EDIT: And to be clear, that's largely what Google's Chrome/Docs strategy is. The total revenue from it isn't very large, even if it is a success. The real win is chopping down the core revenue of someone who wants to chop down their core revenue (search revenue). But today Google has to build this all. If MS did FOSS, MS would be handing Google the keys.
To play devils advocate to your point though what about mysql, that's a downloadable product that makes it's money from commercial support or to a lesser extend tools like Phusion passenger. Most people don't pay for them for the thousands of Rails websites passenger hosts. However, for those larger enterprises it's much better to employ the experts for support.
The key is looking to see if you business fits exactly as you say.
With that said, when I look at the hot enterprise software I see a lot of closed source software. Is this wishful thinking or something that is actually beginning to happen?
No, SAS, SAP, Oracle Apps, Lotus Notes, etc., won't be going away tomorrow. But I think there are clear signs that acceptance of F/OSS in the enterprise is growing.
For my own part, I'm working on an Open Source startup, playing in a space similar to Jive or Yammer... so - for what it's worth - I've bought into the idea. (Then again, I'm a F/OSS ideologue, so I'm not exactly unbiased).
That does seem like an interesting middle ground. It seems like your goal would be to develop a community of developers around it, but with the exception that you are the only person distributing the software (for a fee) to non-developers.
The main issue I see is that in order to work it really requires copyright assignment of all code to the company, and in many cases that's a raw deal for your open source contributors.
Licensing something under the GPL makes financial gain from your copyright practically impossible. People make much more money if they retain their legal right via copyright to be the sole source of (commercial) distribution. Hence, very few corporations are interested in using the GPL for software that they intend to package and sell as its own product.

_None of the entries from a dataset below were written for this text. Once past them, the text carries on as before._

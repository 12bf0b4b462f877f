//! Cluster client: connect, authenticate, keep the connection alive, and
//! serve the reporter's requests.

use super::connection::Connection;
use super::messages::{
    decode_authentication, decode_get_distributed_objects, decode_map_entry_set,
    decode_sql_execute, decode_sql_fetch, encode_authentication, encode_get_distributed_objects,
    encode_map_entry_set, encode_ping, encode_sql_close, encode_sql_execute, encode_sql_fetch,
    encode_statistics, AuthenticationRequest, AuthenticationStatus, SqlQueryId,
};
use super::{cloud, tls, ClusterClient, RowCursor};
use crate::error::{GridError, GridResult};
use crate::models::{
    Addressing, ClientConfig, Data, DistributedObjectInfo, MemberAddress, SqlColumnMetadata,
    SqlRow,
};

use async_trait::async_trait;
use chrono::{DateTime, Utc};
use std::collections::VecDeque;
use std::sync::Arc;
use tokio::time::{Instant, MissedTickBehavior};
use tokio_util::sync::CancellationToken;
use uuid::Uuid;

/// Client type announced to the cluster.
pub const CLIENT_TYPE: &str = "RST";

/// Client version announced to the cluster.
pub const CLIENT_VERSION: &str = env!("CARGO_PKG_VERSION");

/// Rows requested per page.
const CURSOR_BUFFER_SIZE: i32 = 4096;

struct Inner {
    config: ClientConfig,
    connection: Connection,
    client_uuid: Uuid,
    member_uuid: Uuid,
    connected_at: DateTime<Utc>,
    cancel: CancellationToken,
}

/// A connected cluster client.
#[derive(Clone)]
pub struct GridClient {
    inner: Arc<Inner>,
}

impl std::fmt::Debug for GridClient {
    fn fmt(&self, f: &mut std::fmt::Formatter<'_>) -> std::fmt::Result {
        f.debug_struct("GridClient")
            .field("cluster_name", &self.inner.config.cluster_name)
            .field("member", self.inner.connection.address())
            .field("member_uuid", &self.inner.member_uuid)
            .finish()
    }
}

impl GridClient {
    /// Connect to the cluster described by `config`.
    ///
    /// Every round resolves the member list and tries each member in turn.
    /// Between rounds the client backs off exponentially; once the cluster
    /// connect timeout has passed the last error is returned. Errors that a
    /// retry cannot fix (TLS material, rejected credentials) end the loop at
    /// once.
    pub async fn connect(config: ClientConfig) -> GridResult<Self> {
        let tls = match &config.addressing {
            Addressing::Cloud(cloud) => Some(tls::build_connector(&cloud.tls)?),
            _ => None,
        };
        let client_uuid = Uuid::new_v4();
        let retry = config.retry.clone();
        let deadline = Instant::now() + retry.cluster_connect_timeout;
        let mut backoff = retry.initial_backoff;
        let mut attempt = 0u32;

        tracing::info!(
            cluster = %config.cluster_name,
            addressing = config.addressing.kind(),
            client = %config.client_name,
            "Connecting to cluster"
        );

        loop {
            attempt += 1;
            let last_error = match Self::resolve_members(&config).await {
                Ok(members) => {
                    let mut last_error = None;
                    for member in &members {
                        match Self::try_connect(&config, member, tls.as_ref(), client_uuid).await {
                            Ok((connection, member_uuid)) => {
                                return Ok(Self::started(config, connection, client_uuid, member_uuid));
                            }
                            Err(e) if e.is_retryable() => {
                                tracing::warn!(member = %member, attempt, error = %e, "Member connect failed");
                                last_error = Some(e);
                            }
                            Err(e) => return Err(e),
                        }
                    }
                    last_error.unwrap_or_else(|| GridError::connection("No members to connect to"))
                }
                Err(e) if e.is_retryable() => {
                    tracing::warn!(attempt, error = %e, "Member lookup failed");
                    e
                }
                Err(e) => return Err(e),
            };

            if Instant::now() + backoff > deadline {
                return Err(GridError::connection(format!(
                    "Unable to connect to cluster '{}' after {attempt} attempts: {last_error}",
                    config.cluster_name
                )));
            }
            tracing::info!(?backoff, attempt, "Retrying cluster connect");
            tokio::time::sleep(backoff).await;
            backoff = retry.next_backoff(backoff);
        }
    }

    async fn resolve_members(config: &ClientConfig) -> GridResult<Vec<MemberAddress>> {
        match &config.addressing {
            Addressing::Static(addresses) => addresses
                .iter()
                .map(|a| MemberAddress::parse(a).map_err(GridError::config))
                .collect(),
            Addressing::Dns(name) => Ok(vec![MemberAddress::parse(name).map_err(GridError::config)?]),
            Addressing::Cloud(cloud) => {
                cloud::discover(cloud, config.retry.socket_connect_timeout).await
            }
        }
    }

    async fn try_connect(
        config: &ClientConfig,
        member: &MemberAddress,
        tls: Option<&native_tls::TlsConnector>,
        client_uuid: Uuid,
    ) -> GridResult<(Connection, Uuid)> {
        let connection = Connection::open(
            member,
            tls,
            config.retry.socket_connect_timeout,
            config.invocation_timeout,
        )
        .await?;

        match Self::authenticate(config, &connection, client_uuid).await {
            Ok(member_uuid) => Ok((connection, member_uuid)),
            Err(e) => {
                connection.close();
                Err(e)
            }
        }
    }

    async fn authenticate(
        config: &ClientConfig,
        connection: &Connection,
        client_uuid: Uuid,
    ) -> GridResult<Uuid> {
        let request = AuthenticationRequest {
            cluster_name: &config.cluster_name,
            client_uuid,
            client_type: CLIENT_TYPE,
            client_version: CLIENT_VERSION,
            client_name: &config.client_name,
            labels: &config.labels,
        };
        let response = decode_authentication(&connection.invoke(encode_authentication(&request)).await?)?;

        match response.status {
            AuthenticationStatus::Authenticated => {
                let member_uuid = response
                    .member_uuid
                    .ok_or_else(|| GridError::protocol("Authenticated member sent no UUID"))?;
                tracing::info!(
                    member = %connection.address(),
                    %member_uuid,
                    partitions = response.partition_count,
                    "Authenticated with cluster"
                );
                Ok(member_uuid)
            }
            AuthenticationStatus::CredentialsFailed => Err(GridError::authentication_with_hint(
                format!("Cluster '{}' rejected the client", config.cluster_name),
                "Check the cluster name (the cluster id in cloud mode)",
            )),
            AuthenticationStatus::SerializationVersionMismatch => Err(GridError::authentication(
                "Serialization version mismatch with the cluster",
            )),
            AuthenticationStatus::NotAllowedInCluster => Err(GridError::authentication(
                "Client is not allowed in the cluster",
            )),
            AuthenticationStatus::Unknown(status) => Err(GridError::authentication(format!(
                "Unknown authentication status {status}"
            ))),
        }
    }

    fn started(
        config: ClientConfig,
        connection: Connection,
        client_uuid: Uuid,
        member_uuid: Uuid,
    ) -> Self {
        let client = Self {
            inner: Arc::new(Inner {
                config,
                connection,
                client_uuid,
                member_uuid,
                connected_at: Utc::now(),
                cancel: CancellationToken::new(),
            }),
        };

        tokio::spawn(Self::run_heartbeat(client.inner.clone()));
        if client.inner.config.metrics_enabled {
            tokio::spawn(Self::run_statistics(client.inner.clone()));
        }
        client
    }

    async fn run_heartbeat(inner: Arc<Inner>) {
        let mut ticker = tokio::time::interval(inner.config.heartbeat_interval);
        ticker.set_missed_tick_behavior(MissedTickBehavior::Delay);
        ticker.tick().await;

        loop {
            tokio::select! {
                _ = ticker.tick() => {
                    match inner.connection.invoke(encode_ping()).await {
                        Ok(_) => tracing::trace!("Heartbeat"),
                        Err(e) if e.is_connection_lost() => {
                            tracing::error!(error = %e, "Lost the cluster connection");
                            break;
                        }
                        Err(e) => tracing::warn!(error = %e, "Heartbeat failed"),
                    }
                }
                _ = inner.cancel.cancelled() => break,
            }
        }
    }

    async fn run_statistics(inner: Arc<Inner>) {
        let mut ticker = tokio::time::interval(inner.config.statistics_period);
        ticker.set_missed_tick_behavior(MissedTickBehavior::Delay);

        loop {
            tokio::select! {
                _ = ticker.tick() => {
                    let now = Utc::now();
                    let attributes = statistics_attributes(&inner, now);
                    let message = encode_statistics(now.timestamp_millis(), &attributes);
                    match inner.connection.invoke(message).await {
                        Ok(_) => tracing::trace!("Published client statistics"),
                        Err(e) if e.is_connection_lost() => break,
                        Err(e) => tracing::debug!(error = %e, "Statistics publication failed"),
                    }
                }
                _ = inner.cancel.cancelled() => break,
            }
        }
    }

    /// UUID the client registered under.
    pub fn client_uuid(&self) -> Uuid {
        self.inner.client_uuid
    }
}

/// Flat `key=value` statistics attributes.
fn statistics_attributes(inner: &Inner, now: DateTime<Utc>) -> String {
    [
        format!("lastStatisticsCollectionTime={}", now.timestamp_millis()),
        "enterprise=false".to_string(),
        format!("clientType={CLIENT_TYPE}"),
        format!("clientVersion={CLIENT_VERSION}"),
        format!("clusterConnectionTimestamp={}", inner.connected_at.timestamp_millis()),
        format!("clientAddress={}", inner.connection.address().host),
        format!("clientName={}", inner.config.client_name),
    ]
    .join(",")
}

#[async_trait]
impl ClusterClient for GridClient {
    async fn execute_sql(&self, sql: &str) -> GridResult<Box<dyn RowCursor>> {
        let query_id = SqlQueryId::new(self.inner.member_uuid);
        tracing::debug!(sql, "Executing SQL");
        let message = encode_sql_execute(sql, &query_id, CURSOR_BUFFER_SIZE);
        let response = decode_sql_execute(&self.inner.connection.invoke(message).await?)?;

        if let Some(error) = response.error {
            return Err(error.into());
        }

        // No row metadata: an update count, with no cursor held by the member.
        let Some(columns) = response.row_metadata else {
            return Ok(Box::new(SqlCursor::finished(self.inner.clone(), query_id)));
        };
        let page = response.row_page.unwrap_or_default();
        Ok(Box::new(SqlCursor {
            inner: self.inner.clone(),
            query_id,
            columns,
            buffer: page.rows.into(),
            last: page.last,
            closed: false,
        }))
    }

    async fn distributed_objects(&self) -> GridResult<Vec<DistributedObjectInfo>> {
        let response = self.inner.connection.invoke(encode_get_distributed_objects()).await?;
        decode_get_distributed_objects(&response)
    }

    async fn map_entries(&self, name: &str) -> GridResult<Vec<(Data, Data)>> {
        let response = self.inner.connection.invoke(encode_map_entry_set(name)).await?;
        decode_map_entry_set(&response)
    }

    async fn shutdown(&self) {
        tracing::info!(cluster = %self.inner.config.cluster_name, "Shutting down client");
        self.inner.cancel.cancel();
        self.inner.connection.close();
    }
}

/// Server-side query cursor, fetched page by page.
struct SqlCursor {
    inner: Arc<Inner>,
    query_id: SqlQueryId,
    columns: Vec<SqlColumnMetadata>,
    buffer: VecDeque<SqlRow>,
    last: bool,
    closed: bool,
}

impl SqlCursor {
    fn finished(inner: Arc<Inner>, query_id: SqlQueryId) -> Self {
        Self {
            inner,
            query_id,
            columns: Vec::new(),
            buffer: VecDeque::new(),
            last: true,
            closed: true,
        }
    }

    /// Whether the member still holds state for this query.
    fn open_on_member(&self) -> bool {
        !self.closed && !self.last
    }
}

#[async_trait]
impl RowCursor for SqlCursor {
    fn columns(&self) -> &[SqlColumnMetadata] {
        &self.columns
    }

    async fn next_row(&mut self) -> GridResult<Option<SqlRow>> {
        loop {
            if let Some(row) = self.buffer.pop_front() {
                return Ok(Some(row));
            }
            if self.last || self.closed {
                return Ok(None);
            }

            let message = encode_sql_fetch(&self.query_id, CURSOR_BUFFER_SIZE);
            let response = decode_sql_fetch(&self.inner.connection.invoke(message).await?)?;
            if let Some(error) = response.error {
                return Err(error.into());
            }
            match response.row_page {
                Some(page) => {
                    self.last = page.last;
                    self.buffer.extend(page.rows);
                }
                None => self.last = true,
            }
        }
    }

    async fn close(&mut self) -> GridResult<()> {
        let send_close = self.open_on_member();
        self.closed = true;
        self.buffer.clear();
        if send_close {
            self.inner.connection.invoke(encode_sql_close(&self.query_id)).await?;
        }
        Ok(())
    }
}

impl Drop for SqlCursor {
    fn drop(&mut self) {
        if !self.open_on_member() {
            return;
        }
        let Ok(runtime) = tokio::runtime::Handle::try_current() else {
            return;
        };
        let inner = self.inner.clone();
        let query_id = self.query_id;
        runtime.spawn(async move {
            if let Err(e) = inner.connection.invoke(encode_sql_close(&query_id)).await {
                tracing::debug!(error = %e, "Closing dropped cursor failed");
            }
        });
    }
}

The ideal license in my mind would include a clause that source and/or binaries should only be given to licensed users. I understand this greatly restricts freedom of distribution compared to the GPL, especially since a user can't know if a user is licensed or not (a practical application of this may be a copyright notice bundled with every patch, telling unlicensed persons they are not allowed to use it), but we know that GPL is too lax on this front from a commercial perspective, making it inviable to sell GPL software (the software itself, not attached services) as a major product. In some cases, a merely non-commercial license might be acceptable. I am always in favor of the most freedom, but we know that the amount of freedom given by the GPL is too much to retain profitability.

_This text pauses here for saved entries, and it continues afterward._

//! Discovery endpoint settings.

/// Where the endpoint listens and what it announces.
#[derive(Debug, Clone, PartialEq, Eq)]
pub struct DiscoverySettings {
    /// Name returned as `serviceName`
    pub service_name: String,
    /// Path the endpoint is registered on
    pub path: String,
    /// Socket address to bind
    pub bind: String,
}

impl Default for DiscoverySettings {
    fn default() -> Self {
        Self {
            service_name: "gridmon".to_string(),
            path: "/".to_string(),
            bind: "0.0.0.0:8080".to_string(),
        }
    }
}

impl DiscoverySettings {
    pub fn from_env() -> Self {
        Self::from_lookup(|key| std::env::var(key).ok())
    }

    /// Populate settings from an arbitrary key lookup. Blank values keep the default.
    pub fn from_lookup(lookup: impl Fn(&str) -> Option<String>) -> Self {
        let mut settings = Self::default();
        let text = |key: &str| lookup(key).filter(|v| !v.trim().is_empty());

        if let Some(v) = text("DISCOVERY_SERVICE_NAME") {
            settings.service_name = v;
        }
        if let Some(v) = text("DISCOVERY_PATH") {
            settings.path = if v.starts_with('/') { v } else { format!("/{v}") };
        }
        if let Some(v) = text("DISCOVERY_BIND") {
            settings.bind = v;
        }
        settings
    }
}

#[cfg(test)]
mod tests {
    use super::*;
    use std::collections::HashMap;

    #[test]
    fn test_defaults() {
        let settings = DiscoverySettings::from_lookup(|_| None);
        assert_eq!(settings, DiscoverySettings::default());
        assert_eq!(settings.path, "/");
    }

    #[test]
    fn test_overrides() {
        let env: HashMap<&str, &str> = HashMap::from([
            ("DISCOVERY_SERVICE_NAME", "grid-monitor"),
            ("DISCOVERY_PATH", "discovery"),
            ("DISCOVERY_BIND", "127.0.0.1:9000"),
        ]);
        let settings = DiscoverySettings::from_lookup(|k| env.get(k).map(|v| v.to_string()));
        assert_eq!(settings.service_name, "grid-monitor");
        assert_eq!(settings.path, "/discovery");
        assert_eq!(settings.bind, "127.0.0.1:9000");
    }

    #[test]
    fn test_blank_values_keep_defaults() {
        let settings = DiscoverySettings::from_lookup(|_| Some("  ".to_string()));
        assert_eq!(settings, DiscoverySettings::default());
    }
}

I would still encourage GPL use where possible, but a license like the one I've described would make it possible for consumer-friendly developers (Valve's a good candidate imo) to open up their code, allow the community to hack on it and share their hacks amongst themselves, and still protect their revenue stream. This could also be extended to game engines like Source; a non-commercial license would be ideal for that so hobbyists, academics, etc., could still learn from it and use it, and Valve could still make their money licensing it out to other game developers.
The point is to get source into the hands of as many persons as possible. I don't think it's good to restrict this because of divergent economic or political realities; if you're using a computer, you should have source to your programs, and be able to modify them as you see fit, and developers should still be able to make money off of their software.
I wonder if the FSF would agree to write such a license. It doesn't quite fit with their goals, I think, but they also preach "pragmatic idealism". And they provide the LGPL, so it's not without precedent.
You might consider something like the AGPL instead, which still qualifies as Open Source, but which provides added protections for a hosted service.
(I'd also think AGPL would be less OSS-like than that suggestion, since it limits what changes you're allowed to make instead of just limiting how you're allowed to distribute it.)
As another commenter pointed out, AGPL is actually the opposite direction, as it merely applies the copyleft constraints of the GPL to hosted software.
I have non-mainstream economic and political views too that involve the principles you're talking about, but is Free Software a movement about software or reshaping politics? It's nice to conflate the two and spread philosophy through the GPL to the extent that you can, but it's also nice to know what you're computer is doing and to be free to change it. One goal at a time.